A lesion located anywhere along the supranuclear, nuclear, and infranuclear pathways that control horizontal eye movements may cause a horizontal gaze palsy. Depending on the location of the lesion, horizontal pursuit or saccades, or both, may be impaired.
Frontal lobe: impaired ipsilateral horizontal smooth pursuit
Posterior parietal cortex or temporo-occipito-parietal region decrease the amplitude and velocity of smooth pursuit toward lesion (Barton, 1996; Lekwuwa, 1996; Morrow, 1995)
Occipitotemporal areas posteriorly, through the internal sagittal stratum, the posterior and anterior limbs of the internal capsule with adjacent striatum, to the dorsomedial frontal cortex anteriorly; ipsilesional pursuit deficits (Lekwuwa, 1996)
Posterior thalamic hemorrhage: deficit in smooth pursuit toward lesion (Brigell, 1984)
Unilateral midbrain or pontine lesion: ipsilateral pursuit defects (Furman, 1991; Gaymard, 1993; Johkura, 1998; Johnston, 1992; Kato, 1990; Thier, 1991; Waespe, 1992)
Unilateral cerebellar damage: transient impairment of pursuit in direction of involved side
Bilateral cerebellar damage: permanent impairment of smooth pursuit eye movements
Posterior vermal lesion: may impair pursuit (Pierrot-Deseilligny, 1990)
Middle cerebellar peduncle lesions or floccular lesions; ipsilateral pursuit defect (Kato, 1990; Waespe, 1992)

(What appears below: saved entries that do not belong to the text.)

//! Scripted in-memory pane client for session tests.

use crate::task::{
    domain::{LivePanes, Pane, PaneId, WorkspaceName},
    ports::{PaneClient, PaneClientError, PaneClientResult},
};
use async_trait::async_trait;
use std::collections::HashSet;
use std::sync::{Arc, RwLock, RwLockWriteGuard};

/// Pane-client operation that can be scripted to fail.
#[derive(Debug, Clone, Copy, PartialEq, Eq, Hash)]
pub enum PaneOperation {
    /// [`PaneClient::spawn`].
    Spawn,
    /// [`PaneClient::activate_pane`].
    Activate,
    /// [`PaneClient::kill_pane`].
    Kill,
    /// [`PaneClient::list_panes`].
    List,
}

impl PaneOperation {
    const fn as_str(self) -> &'static str {
        match self {
            Self::Spawn => "spawn",
            Self::Activate => "activate-pane",
            Self::Kill => "kill-pane",
            Self::List => "list",
        }
    }
}

/// A call observed by the in-memory pane client.
#[derive(Debug, Clone, PartialEq, Eq)]
pub enum PaneCall {
    /// A spawn request.
    Spawn {
        /// Requested workspace.
        workspace: String,
        /// Requested working directory.
        cwd: String,
    },
    /// An activation request.
    Activate(PaneId),
    /// A kill request.
    Kill(PaneId),
    /// A listing request.
    List,
}

/// In-memory pane client.
///
/// Panes live in a local table instead of a terminal multiplexer. Tests can
/// add or remove panes behind the reconciler's back, script individual
/// operations to fail, and inspect the calls that were made.
#[derive(Debug, Clone, Default)]
pub struct InMemoryPaneClient {
    state: Arc<RwLock<InMemoryPaneState>>,
}

#[derive(Debug, Default)]
struct InMemoryPaneState {
    panes: LivePanes,
    last_pane_id: i64,
    failing: HashSet<PaneOperation>,
    calls: Vec<PaneCall>,
}

impl InMemoryPaneClient {
    /// Creates a client with no live panes.
    #[must_use]
    pub fn new() -> Self {
        Self::default()
    }

    fn write_state(&self) -> PaneClientResult<RwLockWriteGuard<'_, InMemoryPaneState>> {
        self.state
            .write()
            .map_err(|err| PaneClientError::runtime(std::io::Error::other(err.to_string())))
    }

    /// Registers a live pane, as if it had been opened outside this client.
    ///
    /// # Errors
    ///
    /// Returns runtime errors when lock acquisition fails.
    pub fn add_pane(&self, pane: Pane) -> PaneClientResult<()> {
        let mut state = self.write_state()?;
        state.last_pane_id = state.last_pane_id.max(pane.id().value());
        state.panes.insert(pane);
        Ok(())
    }

    /// Removes a pane, as if the user had closed it by hand.
    ///
    /// # Errors
    ///
    /// Returns runtime errors when lock acquisition fails.
    pub fn remove_pane(&self, pane_id: PaneId) -> PaneClientResult<()> {
        let mut state = self.write_state()?;
        state.panes.remove(pane_id);
        Ok(())
    }

    /// Makes every later call of `operation` fail until
    /// [`Self::recover`] is called.
    ///
    /// # Errors
    ///
    /// Returns runtime errors when lock acquisition fails.
    pub fn fail(&self, operation: PaneOperation) -> PaneClientResult<()> {
        let mut state = self.write_state()?;
        state.failing.insert(operation);
        Ok(())
    }

    /// Clears a scripted failure.
    ///
    /// # Errors
    ///
    /// Returns runtime errors when lock acquisition fails.
    pub fn recover(&self, operation: PaneOperation) -> PaneClientResult<()> {
        let mut state = self.write_state()?;
        state.failing.remove(&operation);
        Ok(())
    }

    /// Returns the calls made so far, oldest first.
    ///
    /// # Errors
    ///
    /// Returns runtime errors when lock acquisition fails.
    pub fn calls(&self) -> PaneClientResult<Vec<PaneCall>> {
        let state = self
            .state
            .read()
            .map_err(|err| PaneClientError::runtime(std::io::Error::other(err.to_string())))?;
        Ok(state.calls.clone())
    }

    /// Returns the panes currently live.
    ///
    /// # Errors
    ///
    /// Returns runtime errors when lock acquisition fails.
    pub fn live_panes(&self) -> PaneClientResult<LivePanes> {
        let state = self
            .state
            .read()
            .map_err(|err| PaneClientError::runtime(std::io::Error::other(err.to_string())))?;
        Ok(state.panes.clone())
    }
}

fn record(
    state: &mut InMemoryPaneState,
    operation: PaneOperation,
    call: PaneCall,
) -> PaneClientResult<()> {
    state.calls.push(call);
    if state.failing.contains(&operation) {
        return Err(PaneClientError::CommandFailed {
            program: "in-memory".to_owned(),
            args: vec![operation.as_str().to_owned()],
            message: "scripted failure".to_owned(),
        });
    }
    Ok(())
}

#[async_trait]
impl PaneClient for InMemoryPaneClient {
    async fn spawn(&self, workspace: &WorkspaceName, cwd: &str) -> PaneClientResult<PaneId> {
        let mut state = self.write_state()?;
        let call = PaneCall::Spawn {
            workspace: workspace.as_str().to_owned(),
            cwd: cwd.to_owned(),
        };
        record(&mut state, PaneOperation::Spawn, call)?;
        state.last_pane_id = state.last_pane_id.saturating_add(1);
        let pane_id = PaneId::new(state.last_pane_id);
        state.panes.insert(Pane::new(pane_id, workspace.as_str()));
        Ok(pane_id)
    }

    async fn activate_pane(&self, pane_id: PaneId) -> PaneClientResult<()> {
        let mut state = self.write_state()?;
        record(&mut state, PaneOperation::Activate, PaneCall::Activate(pane_id))?;
        if state.panes.contains(pane_id) {
            Ok(())
        } else {
            Err(PaneClientError::PaneNotFound(pane_id))
        }
    }

    async fn kill_pane(&self, pane_id: PaneId) -> PaneClientResult<()> {
        let mut state = self.write_state()?;
        record(&mut state, PaneOperation::Kill, PaneCall::Kill(pane_id))?;
        state
            .panes
            .remove(pane_id)
            .map(|_| ())
            .ok_or(PaneClientError::PaneNotFound(pane_id))
    }

    async fn list_panes(&self) -> PaneClientResult<LivePanes> {
        let mut state = self.write_state()?;
        record(&mut state, PaneOperation::List, PaneCall::List)?;
        Ok(state.panes.clone())
    }
}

What Studies Are Indicated in a Patient with a Horizontal Gaze Palsy?
In general, unilateral restriction of voluntary horizontal conjugate gaze to one side is usually due to contralateral frontal or ipsilateral pontine damage. At the bedside, pontine lesions can usually be differentiated from supranuclear lesions by associated neurologic findings and by the oculocephalic (doll’s-eyes) maneuver or caloric stimulation. These latter procedures will overcome gaze deviations induced by supranuclear lesions but will not overcome gaze deviations caused by pontine lesions. Structural lesions, such as infarction, hemorrhage, vascular malformations, tumors, demyelination, trauma, or infections, are the usual causes of horizontal gaze palsies. As all processes causing horizontal gaze palsies directly or indirectly damage intraparenchymal brain pathways, neuroimaging studies are necessary in all patients. In the acute setting, in patients with altered levels of consciousness, or in patients in whom magnetic resonance imaging (MRI) is contraindicated (e.g., patients with pacemakers), computed tomography (CT) is appropriate. Otherwise, MRI is the procedure of choice in evaluating patients with horizontal gaze palsies (class III, level B). In patients with evidence of clinical seizure activity, in patients with intermittent conjugate gaze deviation, or in obtunded or comatose patients with horizontal gaze palsies and evidence for possible contralateral cortical lesions, an electroencephalogram is indicted to evaluate the possibility a seizure disorder (e.g., status epilepticus) (class III, level C). The evaluation of patients with horizontal gaze palsies is outlined in Figure 14–1.
What Is the Anatomy of the Abducens Nucleus and Medial Longitudinal Fasciculus (MLF)?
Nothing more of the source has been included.